**WHAT IS REQUIRED**.
Only lines holding "MessageIdGenerator" are wanted; copy each of them from the records below.

**EXERCISE INPUTS**.
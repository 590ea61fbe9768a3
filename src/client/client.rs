//! Client facade wiring the connection manager, correlator, and inbound
//! pump together.

use crate::client::connection::{
    ConnectionConfig, ConnectionManager, ConnectionState, ReconnectBackoff,
};
use crate::client::correlator::{RequestCorrelator, DEFAULT_REQUEST_TIMEOUT};
use crate::protocol::{Message, MessageIdGenerator, ToolDescriptor};
use crate::transport::traits::Connector;
use crate::transport::websocket::WebSocketConnector;
use crate::utils::errors::{BridgeError, BridgeResult};
use serde_json::Value;
use std::sync::Arc;
use std::time::Duration;
use tracing::{debug, warn};

/// Client connection options
#[derive(Debug, Clone)]
pub struct ClientOptions {
    pub server_url: String,
    pub reconnect_interval: Duration,
    pub max_reconnect_attempts: u32,
    pub backoff: ReconnectBackoff,
    pub request_timeout: Duration,
}

impl Default for ClientOptions {
    fn default() -> Self {
        Self {
            server_url: "ws://127.0.0.1:4000".into(),
            reconnect_interval: Duration::from_millis(5000),
            max_reconnect_attempts: 5,
            backoff: ReconnectBackoff::default(),
            request_timeout: DEFAULT_REQUEST_TIMEOUT,
        }
    }
}

impl ClientOptions {
    fn connection_config(&self) -> ConnectionConfig {
        ConnectionConfig {
            reconnect_interval: self.reconnect_interval,
            max_reconnect_attempts: self.max_reconnect_attempts,
            backoff: self.backoff,
        }
    }
}

pub struct BridgeClient {
    connection: ConnectionManager,
    correlator: Arc<RequestCorrelator>,
    ids: MessageIdGenerator,
    request_timeout: Duration,
}

impl BridgeClient {
    /// Connect to a bridge server over websocket
    pub async fn connect(options: ClientOptions) -> BridgeResult<Self> {
        let connector = Arc::new(WebSocketConnector::new(&options.server_url)?);
        Self::connect_with(connector, options, MessageIdGenerator::new()).await
    }

    /// Connect through an injected transport; used by tests and embedders
    pub async fn connect_with(
        connector: Arc<dyn Connector>,
        options: ClientOptions,
        ids: MessageIdGenerator,
    ) -> BridgeResult<Self> {
        let (connection, mut inbound) =
            ConnectionManager::new(connector, options.connection_config());
        connection.connect().await?;

        let correlator = Arc::new(RequestCorrelator::new(connection.clone()));
        let pump = correlator.clone();
        tokio::spawn(async move {
            while let Some(message) = inbound.recv().await {
                match message {
                    Message::Response { .. } => pump.resolve(message),
                    Message::Event { name, .. } => {
                        debug!(event = %name, "event received");
                    }
                    Message::Error { error, .. } => {
                        warn!("peer reported error: {}", error);
                    }
                    other => {
                        debug!(kind = other.kind(), "dropping unexpected inbound message");
                    }
                }
            }
        });

        Ok(Self {
            connection,
            correlator,
            ids,
            request_timeout: options.request_timeout,
        })
    }

    pub fn state(&self) -> ConnectionState {
        self.connection.state()
    }

    /// Register a tool with the server. Resolves once the server confirms.
    pub async fn register_tool(&self, descriptor: ToolDescriptor) -> BridgeResult<()> {
        let message = Message::register(self.ids.next_id(), descriptor);
        self.await_confirmation(message).await
    }

    /// Remove a previously registered tool
    pub async fn unregister_tool(&self, tool_name: impl Into<String>) -> BridgeResult<()> {
        let message = Message::unregister(self.ids.next_id(), tool_name);
        self.await_confirmation(message).await
    }

    /// Invoke `tool.method` with `params` and return the handler's result
    pub async fn execute_command(
        &self,
        tool: impl Into<String>,
        method: impl Into<String>,
        params: Value,
    ) -> BridgeResult<Value> {
        let message = Message::command(self.ids.next_id(), tool, method, params);
        let response = self
            .correlator
            .send_and_await(message, self.request_timeout)
            .await?;
        match response {
            Message::Response {
                success: true,
                data,
                ..
            } => Ok(data.unwrap_or(Value::Null)),
            Message::Response { error, .. } => Err(match error {
                Some(payload) => BridgeError::CommandFailed(payload),
                None => BridgeError::ExecutionError("response carried no error payload".into()),
            }),
            other => Err(BridgeError::TransportError(format!(
                "correlator resolved with a {} message",
                other.kind()
            ))),
        }
    }

    pub async fn disconnect(&self) {
        self.connection.disconnect().await;
    }

    async fn await_confirmation(&self, message: Message) -> BridgeResult<()> {
        let response = self
            .correlator
            .send_and_await(message, self.request_timeout)
            .await?;
        match response {
            Message::Response { success: true, .. } => Ok(()),
            Message::Response { error, .. } => Err(match error {
                Some(payload) => BridgeError::CommandFailed(payload),
                None => BridgeError::ExecutionError("response carried no error payload".into()),
            }),
            other => Err(BridgeError::TransportError(format!(
                "correlator resolved with a {} message",
                other.kind()
            ))),
        }
    }
}
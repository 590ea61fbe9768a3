//! WebSocket accept loop.
//!
//! Each accepted connection gets its own read loop feeding the shared
//! dispatcher and a forwarding task draining that connection's outbound
//! channel into the socket.

use crate::server::dispatcher::CommandDispatcher;
use crate::transport::websocket::spawn_io;
use crate::utils::errors::{BridgeError, BridgeResult};
use std::net::SocketAddr;
use std::sync::Arc;
use tokio::net::{TcpListener, TcpStream};
use tokio::sync::{broadcast, mpsc};
use tokio_tungstenite::accept_async;
use tracing::{info, warn};

const OUTBOUND_CAPACITY: usize = 64;

/// Server bind configuration
#[derive(Debug, Clone)]
pub struct BindConfig {
    pub host: String,
    pub port: u16,
}

pub struct BridgeServer {
    listener: TcpListener,
    dispatcher: Arc<CommandDispatcher>,
}

impl BridgeServer {
    pub async fn bind(config: &BindConfig, dispatcher: Arc<CommandDispatcher>) -> BridgeResult<Self> {
        let listener = TcpListener::bind((config.host.as_str(), config.port)).await?;
        info!(host = %config.host, port = config.port, "bridge server listening");
        Ok(Self {
            listener,
            dispatcher,
        })
    }

    /// Actual bound address; useful when binding port 0
    pub fn local_addr(&self) -> BridgeResult<SocketAddr> {
        Ok(self.listener.local_addr()?)
    }

    /// Accept connections until the shutdown signal fires
    pub async fn run(self, mut shutdown: broadcast::Receiver<()>) -> BridgeResult<()> {
        loop {
            tokio::select! {
                _ = shutdown.recv() => {
                    info!("bridge server shutting down");
                    return Ok(());
                }
                accepted = self.listener.accept() => {
                    let (stream, peer) = accepted?;
                    let dispatcher = self.dispatcher.clone();
                    tokio::spawn(async move {
                        if let Err(e) = handle_connection(stream, peer, dispatcher).await {
                            warn!(%peer, "connection error: {}", e);
                        }
                    });
                }
            }
        }
    }
}

async fn handle_connection(
    stream: TcpStream,
    peer: SocketAddr,
    dispatcher: Arc<CommandDispatcher>,
) -> BridgeResult<()> {
    let ws = accept_async(stream)
        .await
        .map_err(|e| BridgeError::TransportError(format!("websocket handshake failed: {}", e)))?;
    info!(%peer, "client connected");

    let (sink, mut inbound) = spawn_io(ws);
    let (outbound_tx, mut outbound_rx) = mpsc::channel(OUTBOUND_CAPACITY);

    let writer_sink = sink.clone();
    tokio::spawn(async move {
        while let Some(message) = outbound_rx.recv().await {
            if writer_sink.send(message).await.is_err() {
                break;
            }
        }
    });

    while let Some(message) = inbound.recv().await {
        dispatcher.dispatch(message, outbound_tx.clone()).await;
    }

    let _ = sink.close().await;
    info!(%peer, "client disconnected");
    Ok(())
}
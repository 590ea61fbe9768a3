//! Connection lifecycle state machine.
//!
//! The manager owns the logical connection: it establishes the link
//! through a [`Connector`], pumps inbound messages into one long-lived
//! channel across reconnects, and drives reconnection with bounded
//! attempts. Only the manager mutates [`ConnectionState`].

use crate::protocol::Message;
use crate::transport::traits::{Connector, MessageSink, MessageStream};
use crate::utils::errors::{BridgeError, BridgeResult};
use parking_lot::RwLock;
use serde::{Deserialize, Serialize};
use std::sync::atomic::{AtomicU32, AtomicU64, Ordering};
use std::sync::Arc;
use std::time::Duration;
use tokio::sync::{mpsc, watch};
use tokio::time::sleep;
use tracing::{info, warn};

const INBOUND_CAPACITY: usize = 64;

#[derive(Debug, Clone, Copy, PartialEq, Eq)]
pub enum ConnectionState {
    Disconnected,
    Connecting,
    Connected,
    Reconnecting,
    Failed,
}

impl std::fmt::Display for ConnectionState {
    fn fmt(&self, f: &mut std::fmt::Formatter<'_>) -> std::fmt::Result {
        match self {
            ConnectionState::Disconnected => write!(f, "disconnected"),
            ConnectionState::Connecting => write!(f, "connecting"),
            ConnectionState::Connected => write!(f, "connected"),
            ConnectionState::Reconnecting => write!(f, "reconnecting"),
            ConnectionState::Failed => write!(f, "failed"),
        }
    }
}

/// How the reconnect wait relates to the attempt count.
///
/// `Fixed` waits `reconnect_interval` every time, which matches the
/// historical behavior of this protocol's reference deployment; `Linear`
/// scales the wait by the attempt number like the downstream retry policy.
#[derive(Debug, Clone, Copy, PartialEq, Eq, Default, Serialize, Deserialize)]
#[serde(rename_all = "snake_case")]
pub enum ReconnectBackoff {
    #[default]
    Fixed,
    Linear,
}

#[derive(Debug, Clone)]
pub struct ConnectionConfig {
    pub reconnect_interval: Duration,
    pub max_reconnect_attempts: u32,
    pub backoff: ReconnectBackoff,
}

impl Default for ConnectionConfig {
    fn default() -> Self {
        Self {
            reconnect_interval: Duration::from_millis(5000),
            max_reconnect_attempts: 5,
            backoff: ReconnectBackoff::Fixed,
        }
    }
}

struct Inner {
    connector: Arc<dyn Connector>,
    config: ConnectionConfig,
    state_tx: watch::Sender<ConnectionState>,
    sink: RwLock<Option<Arc<dyn MessageSink>>>,
    attempts: AtomicU32,
    // Bumped on every explicit connect/disconnect so stale pump tasks and
    // reconnect loops from a previous session cannot mutate state.
    generation: AtomicU64,
    inbound_tx: mpsc::Sender<Message>,
}

#[derive(Clone)]
pub struct ConnectionManager {
    inner: Arc<Inner>,
}

impl ConnectionManager {
    /// Returns the manager and the long-lived inbound message channel.
    /// The channel survives reconnects; it only closes when the manager is
    /// dropped.
    pub fn new(
        connector: Arc<dyn Connector>,
        config: ConnectionConfig,
    ) -> (Self, mpsc::Receiver<Message>) {
        let (inbound_tx, inbound_rx) = mpsc::channel(INBOUND_CAPACITY);
        let (state_tx, _) = watch::channel(ConnectionState::Disconnected);
        let manager = Self {
            inner: Arc::new(Inner {
                connector,
                config,
                state_tx,
                sink: RwLock::new(None),
                attempts: AtomicU32::new(0),
                generation: AtomicU64::new(0),
                inbound_tx,
            }),
        };
        (manager, inbound_rx)
    }

    pub fn state(&self) -> ConnectionState {
        *self.inner.state_tx.borrow()
    }

    /// Watch channel for state transitions; pending requests use this to
    /// fail fast when the link is known lost.
    pub fn state_watch(&self) -> watch::Receiver<ConnectionState> {
        self.inner.state_tx.subscribe()
    }

    /// Establish the connection, starting a fresh attempt sequence.
    ///
    /// Consumes up to `max_reconnect_attempts` connect attempts with the
    /// configured backoff between them; exhaustion leaves the session
    /// `Failed` and returns `MAX_RECONNECT_ATTEMPTS`.
    pub async fn connect(&self) -> BridgeResult<()> {
        let generation = self.inner.generation.fetch_add(1, Ordering::SeqCst) + 1;
        self.inner.attempts.store(0, Ordering::SeqCst);
        self.set_state(ConnectionState::Connecting);
        self.establish(generation, false).await
    }

    /// Tear down the connection deliberately. Does not trigger reconnect.
    pub async fn disconnect(&self) {
        self.inner.generation.fetch_add(1, Ordering::SeqCst);
        let sink = self.inner.sink.write().take();
        if let Some(sink) = sink {
            let _ = sink.close().await;
        }
        self.set_state(ConnectionState::Disconnected);
        info!("connection closed");
    }

    /// Transmit one message over the current link.
    ///
    /// At-most-once per call: messages are never queued for replay across
    /// reconnects.
    pub async fn send(&self, message: Message) -> BridgeResult<()> {
        match self.state() {
            ConnectionState::Connected => {}
            ConnectionState::Failed => {
                return Err(BridgeError::MaxReconnectAttempts(
                    self.inner.config.max_reconnect_attempts,
                ))
            }
            other => {
                return Err(BridgeError::TransportError(format!(
                    "cannot send while {}",
                    other
                )))
            }
        }

        let sink = self.inner.sink.read().clone();
        match sink {
            Some(sink) => sink.send(message).await,
            None => Err(BridgeError::TransportError("no active link".into())),
        }
    }

    fn set_state(&self, state: ConnectionState) {
        self.inner.state_tx.send_replace(state);
    }

    fn reconnect_delay(&self, attempt: u32) -> Duration {
        match self.inner.config.backoff {
            ReconnectBackoff::Fixed => self.inner.config.reconnect_interval,
            ReconnectBackoff::Linear => self.inner.config.reconnect_interval * attempt.max(1),
        }
    }

    fn superseded(&self, generation: u64) -> bool {
        self.inner.generation.load(Ordering::SeqCst) != generation
    }

    async fn establish(&self, generation: u64, mut wait_first: bool) -> BridgeResult<()> {
        loop {
            if self.superseded(generation) {
                return Err(BridgeError::TransportError(
                    "connection attempt superseded".into(),
                ));
            }

            if wait_first {
                self.set_state(ConnectionState::Reconnecting);
                let upcoming = self.inner.attempts.load(Ordering::SeqCst) + 1;
                sleep(self.reconnect_delay(upcoming)).await;
                // A disconnect() may have landed during the wait; it must
                // stay disconnected.
                if self.superseded(generation) {
                    return Err(BridgeError::TransportError(
                        "connection attempt superseded".into(),
                    ));
                }
            }

            match self.inner.connector.connect().await {
                Ok((sink, stream)) => {
                    if self.superseded(generation) {
                        let _ = sink.close().await;
                        return Err(BridgeError::TransportError(
                            "connection attempt superseded".into(),
                        ));
                    }
                    *self.inner.sink.write() = Some(sink);
                    self.inner.attempts.store(0, Ordering::SeqCst);
                    self.set_state(ConnectionState::Connected);
                    info!("connection established");
                    self.spawn_pump(generation, stream);
                    return Ok(());
                }
                Err(err) => {
                    let used = self.inner.attempts.fetch_add(1, Ordering::SeqCst) + 1;
                    warn!(
                        attempt = used,
                        max = self.inner.config.max_reconnect_attempts,
                        "connect attempt failed: {}",
                        err
                    );
                    if used >= self.inner.config.max_reconnect_attempts {
                        self.set_state(ConnectionState::Failed);
                        return Err(BridgeError::MaxReconnectAttempts(
                            self.inner.config.max_reconnect_attempts,
                        ));
                    }
                    wait_first = true;
                }
            }
        }
    }

    fn spawn_pump(&self, generation: u64, mut stream: MessageStream) {
        let manager = self.clone();
        tokio::spawn(async move {
            while let Some(message) = stream.recv().await {
                if manager.inner.inbound_tx.send(message).await.is_err() {
                    return;
                }
            }
            manager.on_link_lost(generation).await;
        });
    }

    async fn on_link_lost(&self, generation: u64) {
        if self.inner.generation.load(Ordering::SeqCst) != generation {
            // Superseded by an explicit disconnect or reconnect.
            return;
        }
        if self.state() != ConnectionState::Connected {
            return;
        }

        warn!("connection lost, reconnecting");
        *self.inner.sink.write() = None;

        if self.inner.attempts.load(Ordering::SeqCst) >= self.inner.config.max_reconnect_attempts {
            self.set_state(ConnectionState::Failed);
            return;
        }
        self.set_state(ConnectionState::Reconnecting);

        let manager = self.clone();
        tokio::spawn(async move {
            // The Reconnecting state is already visible; establish() waits
            // the backoff interval before the first retry.
            let _ = manager.establish(generation, true).await;
        });
    }
}
//! Per-user settings documents in the remote store.

use serde::{Deserialize, Serialize};

use super::RequestLimits;

/// The `settings` document kept beside each remote content collection.
///
/// Every field is optional so partial documents written by other clients
/// still parse.
#[derive(Debug, Clone, PartialEq, Eq, Default, Serialize, Deserialize)]
#[serde(rename_all = "camelCase")]
pub struct SettingsDocument {
    /// Epoch millis of the last authoritative write (the freshness window).
    #[serde(default, skip_serializing_if = "Option::is_none")]
    pub last_updated_at: Option<i64>,
    /// Display names of regions the user asked about in bulk.
    #[serde(default, skip_serializing_if = "Option::is_none")]
    pub explorable_regions: Option<Vec<String>>,
    /// Daily generation budget counter.
    #[serde(default, skip_serializing_if = "Option::is_none")]
    pub request_limits: Option<RequestLimits>,
}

**RESULT BELOW**.
use crate::protocol::{Message, MessageIdGenerator, ToolDescriptor};
    ids: MessageIdGenerator,
        Self::connect_with(connector, options, MessageIdGenerator::new()).await
        ids: MessageIdGenerator,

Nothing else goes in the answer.